======== EXERCISE DATA ========
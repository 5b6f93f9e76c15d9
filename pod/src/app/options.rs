//! Application configuration options

use std::path::PathBuf;
use std::time::Duration;

/// Webhook/dashboard HTTP server options
#[derive(Debug, Clone)]
pub struct ServerOptions {
    /// Host to bind to
    pub host: String,

    /// Port to listen on
    pub port: u16,
}

impl Default for ServerOptions {
    fn default() -> Self {
        Self {
            host: "0.0.0.0".to_string(),
            port: 19999,
        }
    }
}

/// Deploy pipeline options
#[derive(Debug, Clone)]
pub struct DeployOptions {
    /// How long a webhook request waits for the deploy hook before answering
    pub webhook_timeout: Duration,

    /// Time limit for deploys started from the command line, unbounded when `None`
    pub cli_timeout: Option<Duration>,

    /// Shell used to run rendered deploy scripts
    pub shell: String,

    /// Binary invoked by installed post-receive hooks
    pub pod_bin: PathBuf,
}

impl Default for DeployOptions {
    fn default() -> Self {
        Self {
            webhook_timeout: Duration::from_secs(3),
            cli_timeout: None,
            shell: "bash".to_string(),
            pod_bin: std::env::current_exe().unwrap_or_else(|_| PathBuf::from("pod")),
        }
    }
}
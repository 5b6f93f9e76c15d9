//! Registry file schema and loading

use std::collections::BTreeMap;
use std::path::{Path, PathBuf};

use serde::{Deserialize, Serialize};
use serde_json::Value;

use crate::errors::PodError;
use crate::filesys::file::File;
use crate::models::app::{expand_remote, AppDefinition};

/// Id of the built-in webhook/dashboard service
pub const WEB_SERVICE_ID: &str = "pod-web-service";

/// Branch tracked when an app does not name one
pub const DEFAULT_BRANCH: &str = "master";

/// Registry file name under the home directory
pub const DEFAULT_CONFIG_NAME: &str = ".podrc";

/// Environment variable overriding the registry file location
pub const CONFIG_PATH_ENV: &str = "POD_CONF";

/// Environment variable overriding the pod root directory
pub const ROOT_DIR_ENV: &str = "POD_ROOT_DIR";

const LEGACY_KEYS: &[(&str, &str)] = &[
    ("nodeEnv", "node_env"),
    ("defaultScript", "default_script"),
    ("fileOutput", "out_file"),
    ("fileError", "error_file"),
    ("pidFile", "pid_file"),
    ("minUptime", "min_uptime"),
    ("maxRestarts", "max_restarts"),
];

/// Dashboard and webhook server settings
#[derive(Debug, Clone, PartialEq, Serialize, Deserialize)]
#[serde(default)]
pub struct WebConfig {
    pub port: u16,
    pub username: String,
    pub password: String,
}

impl Default for WebConfig {
    fn default() -> Self {
        Self {
            port: 19999,
            username: "admin".to_string(),
            password: "admin".to_string(),
        }
    }
}

/// Contents of the registry file: global settings plus registered apps
#[derive(Debug, Clone, PartialEq, Serialize, Deserialize)]
pub struct PodConfig {
    /// Directory holding `apps/`, `repos/` and `logs/`
    pub root: PathBuf,

    #[serde(default = "default_node_env")]
    pub node_env: String,

    #[serde(default = "default_script")]
    pub default_script: String,

    /// Environment passed to every app
    #[serde(default)]
    pub env: BTreeMap<String, Value>,

    #[serde(default, skip_serializing_if = "Option::is_none")]
    pub min_uptime: Option<Value>,

    #[serde(default, skip_serializing_if = "Option::is_none")]
    pub max_restarts: Option<Value>,

    #[serde(default)]
    pub web: WebConfig,

    #[serde(default)]
    pub apps: BTreeMap<String, AppDefinition>,
}

fn default_node_env() -> String {
    "development".to_string()
}

fn default_script() -> String {
    "app.js".to_string()
}

impl PodConfig {
    /// Fresh configuration rooted at `root`
    pub fn new(root: impl Into<PathBuf>) -> Self {
        Self {
            root: root.into(),
            node_env: default_node_env(),
            default_script: default_script(),
            env: BTreeMap::new(),
            min_uptime: None,
            max_restarts: None,
            web: WebConfig::default(),
            apps: BTreeMap::new(),
        }
    }

    /// Parse a registry document, upgrading legacy keys and app entries.
    ///
    /// Returns the config and whether the document needed upgrading.
    pub fn from_value(mut value: Value) -> Result<(Self, bool), PodError> {
        let mut upgraded = upgrade_legacy_keys(&mut value);
        upgraded |= upgrade_legacy_apps(&mut value)?;

        let mut config: PodConfig = serde_json::from_value(value)?;
        for (name, app) in config.apps.iter_mut() {
            app.name.clone_from(name);
        }
        Ok((config, upgraded))
    }

    /// Load the registry file at `path`
    pub async fn load(path: &Path) -> Result<(Self, bool), PodError> {
        let file = File::new(path);
        if !file.exists().await {
            return Err(PodError::ConfigError(format!(
                "no config found at {}, run `pod init <root>` first",
                path.display()
            )));
        }
        let (mut config, upgraded) = Self::from_value(file.read_json_value().await?)?;
        if let Some(root) = std::env::var_os(ROOT_DIR_ENV) {
            config.root = PathBuf::from(root);
        }
        Ok((config, upgraded))
    }
}

/// Resolve the registry file location: explicit path, `POD_CONF`, then `~/.podrc`
pub fn resolve_config_path(explicit: Option<&Path>) -> Result<PathBuf, PodError> {
    if let Some(path) = explicit {
        return Ok(path.to_path_buf());
    }
    if let Some(path) = std::env::var_os(CONFIG_PATH_ENV) {
        return Ok(PathBuf::from(path));
    }
    let home = std::env::var_os("HOME")
        .or_else(|| std::env::var_os("USERPROFILE"))
        .ok_or_else(|| {
            PodError::ConfigError("cannot locate home directory, set POD_CONF".to_string())
        })?;
    Ok(PathBuf::from(home).join(DEFAULT_CONFIG_NAME))
}

/// Rename camelCase keys at any depth
fn upgrade_legacy_keys(value: &mut Value) -> bool {
    let Value::Object(map) = value else {
        return false;
    };

    let mut changed = false;
    for (old, new) in LEGACY_KEYS {
        if let Some(v) = map.remove(*old) {
            map.insert(new.to_string(), v);
            changed = true;
        }
    }
    for child in map.values_mut() {
        changed |= upgrade_legacy_keys(child);
    }
    changed
}

/// Convert flat app option objects into `AppDefinition` documents
fn upgrade_legacy_apps(value: &mut Value) -> Result<bool, PodError> {
    let root = value
        .get("root")
        .and_then(Value::as_str)
        .map(PathBuf::from)
        .ok_or_else(|| PodError::ConfigError("config has no `root` directory".to_string()))?;
    let script = value
        .get("default_script")
        .and_then(Value::as_str)
        .map(str::to_string)
        .unwrap_or_else(default_script);

    let Some(Value::Object(apps)) = value.get_mut("apps") else {
        return Ok(false);
    };

    let mut changed = false;
    for (name, entry) in apps.iter_mut() {
        let Value::Object(options) = entry else {
            continue;
        };
        if options.contains_key("script_path") {
            continue;
        }
        let options = std::mem::take(options);
        let app = AppDefinition {
            name: name.clone(),
            script_path: root
                .join("apps")
                .join(name)
                .join(options.get("script").and_then(Value::as_str).unwrap_or(script.as_str())),
            remote: options.get("remote").and_then(Value::as_str).map(expand_remote),
            branch: options.get("branch").and_then(Value::as_str).map(str::to_string),
            config: options,
        };
        *entry = serde_json::to_value(app)?;
        changed = true;
    }
    Ok(changed)
}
========
#### WORK TO COMPLETE:
Every record must be returned exactly.

#### RESULT BELOW:
repository 5b6f93f9e76c15d9
filename pod/src/app/options.rs
//! Application configuration options

use std::path::PathBuf;
use std::time::Duration;

/// Webhook/dashboard HTTP server options
#[derive(Debug, Clone)]
pub struct ServerOptions {
    /// Host to bind to
    pub host: String,

    /// Port to listen on
    pub port: u16,
}

impl Default for ServerOptions {
    fn default() -> Self {
        Self {
            host: "0.0.0.0".to_string(),
            port: 19999,
        }
    }
}

/// Deploy pipeline options
#[derive(Debug, Clone)]
pub struct DeployOptions {
    /// How long a webhook request waits for the deploy hook before answering
    pub webhook_timeout: Duration,

    /// Time limit for deploys started from the command line, unbounded when `None`
    pub cli_timeout: Option<Duration>,

    /// Shell used to run rendered deploy scripts
    pub shell: String,

    /// Binary invoked by installed post-receive hooks
    pub pod_bin: PathBuf,
}

impl Default for DeployOptions {
    fn default() -> Self {
        Self {
            webhook_timeout: Duration::from_secs(3),
            cli_timeout: None,
            shell: "bash".to_string(),
            pod_bin: std::env::current_exe().unwrap_or_else(|_| PathBuf::from("pod")),
        }
    }
}
repository 5b6f93f9e76c15d9
//! Registry file schema and loading

use std::collections::BTreeMap;
use std::path::{Path, PathBuf};

use serde::{Deserialize, Serialize};
use serde_json::Value;

use crate::errors::PodError;
use crate::filesys::file::File;
use crate::models::app::{expand_remote, AppDefinition};

/// Id of the built-in webhook/dashboard service
pub const WEB_SERVICE_ID: &str = "pod-web-service";

/// Branch tracked when an app does not name one
pub const DEFAULT_BRANCH: &str = "master";

/// Registry file name under the home directory
pub const DEFAULT_CONFIG_NAME: &str = ".podrc";

/// Environment variable overriding the registry file location
pub const CONFIG_PATH_ENV: &str = "POD_CONF";

/// Environment variable overriding the pod root directory
pub const ROOT_DIR_ENV: &str = "POD_ROOT_DIR";

const LEGACY_KEYS: &[(&str, &str)] = &[
    ("nodeEnv", "node_env"),
    ("defaultScript", "default_script"),
    ("fileOutput", "out_file"),
    ("fileError", "error_file"),
    ("pidFile", "pid_file"),
    ("minUptime", "min_uptime"),
    ("maxRestarts", "max_restarts"),
];

/// Dashboard and webhook server settings
#[derive(Debug, Clone, PartialEq, Serialize, Deserialize)]
#[serde(default)]
pub struct WebConfig {
    pub port: u16,
    pub username: String,
    pub password: String,
}

impl Default for WebConfig {
    fn default() -> Self {
        Self {
            port: 19999,
            username: "admin".to_string(),
            password: "admin".to_string(),
        }
    }
}

/// Contents of the registry file: global settings plus registered apps
#[derive(Debug, Clone, PartialEq, Serialize, Deserialize)]
pub struct PodConfig {
    /// Directory holding `apps/`, `repos/` and `logs/`
    pub root: PathBuf,

    #[serde(default = "default_node_env")]
    pub node_env: String,

    #[serde(default = "default_script")]
    pub default_script: String,

    /// Environment passed to every app
    #[serde(default)]
    pub env: BTreeMap<String, Value>,

    #[serde(default, skip_serializing_if = "Option::is_none")]
    pub min_uptime: Option<Value>,

    #[serde(default, skip_serializing_if = "Option::is_none")]
    pub max_restarts: Option<Value>,

    #[serde(default)]
    pub web: WebConfig,

    #[serde(default)]
    pub apps: BTreeMap<String, AppDefinition>,
}

fn default_node_env() -> String {
    "development".to_string()
}

fn default_script() -> String {
    "app.js".to_string()
}

impl PodConfig {
    /// Fresh configuration rooted at `root`
    pub fn new(root: impl Into<PathBuf>) -> Self {
        Self {
            root: root.into(),
            node_env: default_node_env(),
            default_script: default_script(),
            env: BTreeMap::new(),
            min_uptime: None,
            max_restarts: None,
            web: WebConfig::default(),
            apps: BTreeMap::new(),
        }
    }

    /// Parse a registry document, upgrading legacy keys and app entries.
    ///
    /// Returns the config and whether the document needed upgrading.
    pub fn from_value(mut value: Value) -> Result<(Self, bool), PodError> {
        let mut upgraded = upgrade_legacy_keys(&mut value);
        upgraded |= upgrade_legacy_apps(&mut value)?;

        let mut config: PodConfig = serde_json::from_value(value)?;
        for (name, app) in config.apps.iter_mut() {
            app.name.clone_from(name);
        }
        Ok((config, upgraded))
    }

    /// Load the registry file at `path`
    pub async fn load(path: &Path) -> Result<(Self, bool), PodError> {
        let file = File::new(path);
        if !file.exists().await {
            return Err(PodError::ConfigError(format!(
                "no config found at {}, run `pod init <root>` first",
                path.display()
            )));
        }
        let (mut config, upgraded) = Self::from_value(file.read_json_value().await?)?;
        if let Some(root) = std::env::var_os(ROOT_DIR_ENV) {
            config.root = PathBuf::from(root);
        }
        Ok((config, upgraded))
    }
}

/// Resolve the registry file location: explicit path, `POD_CONF`, then `~/.podrc`
pub fn resolve_config_path(explicit: Option<&Path>) -> Result<PathBuf, PodError> {
    if let Some(path) = explicit {
        return Ok(path.to_path_buf());
    }
    if let Some(path) = std::env::var_os(CONFIG_PATH_ENV) {
        return Ok(PathBuf::from(path));
    }
    let home = std::env::var_os("HOME")
        .or_else(|| std::env::var_os("USERPROFILE"))
        .ok_or_else(|| {
            PodError::ConfigError("cannot locate home directory, set POD_CONF".to_string())
        })?;
    Ok(PathBuf::from(home).join(DEFAULT_CONFIG_NAME))
}

/// Rename camelCase keys at any depth
fn upgrade_legacy_keys(value: &mut Value) -> bool {
    let Value::Object(map) = value else {
        return false;
    };

    let mut changed = false;
    for (old, new) in LEGACY_KEYS {
        if let Some(v) = map.remove(*old) {
            map.insert(new.to_string(), v);
            changed = true;
        }
    }
    for child in map.values_mut() {
        changed |= upgrade_legacy_keys(child);
    }
    changed
}

/// Convert flat app option objects into `AppDefinition` documents
fn upgrade_legacy_apps(value: &mut Value) -> Result<bool, PodError> {
    let root = value
        .get("root")
        .and_then(Value::as_str)
        .map(PathBuf::from)
        .ok_or_else(|| PodError::ConfigError("config has no `root` directory".to_string()))?;
    let script = value
        .get("default_script")
        .and_then(Value::as_str)
        .map(str::to_string)
        .unwrap_or_else(default_script);

    let Some(Value::Object(apps)) = value.get_mut("apps") else {
        return Ok(false);
    };

    let mut changed = false;
    for (name, entry) in apps.iter_mut() {
        let Value::Object(options) = entry else {
            continue;
        };
        if options.contains_key("script_path") {
            continue;
        }
        let options = std::mem::take(options);
        let app = AppDefinition {
            name: name.clone(),
            script_path: root
                .join("apps")
                .join(name)
                .join(options.get("script").and_then(Value::as_str).unwrap_or(script.as_str())),
            remote: options.get("remote").and_then(Value::as_str).map(expand_remote),
            branch: options.get("branch").and_then(Value::as_str).map(str::to_string),
            config: options,
        };
        *entry = serde_json::to_value(app)?;
        changed = true;
    }
    Ok(changed)
}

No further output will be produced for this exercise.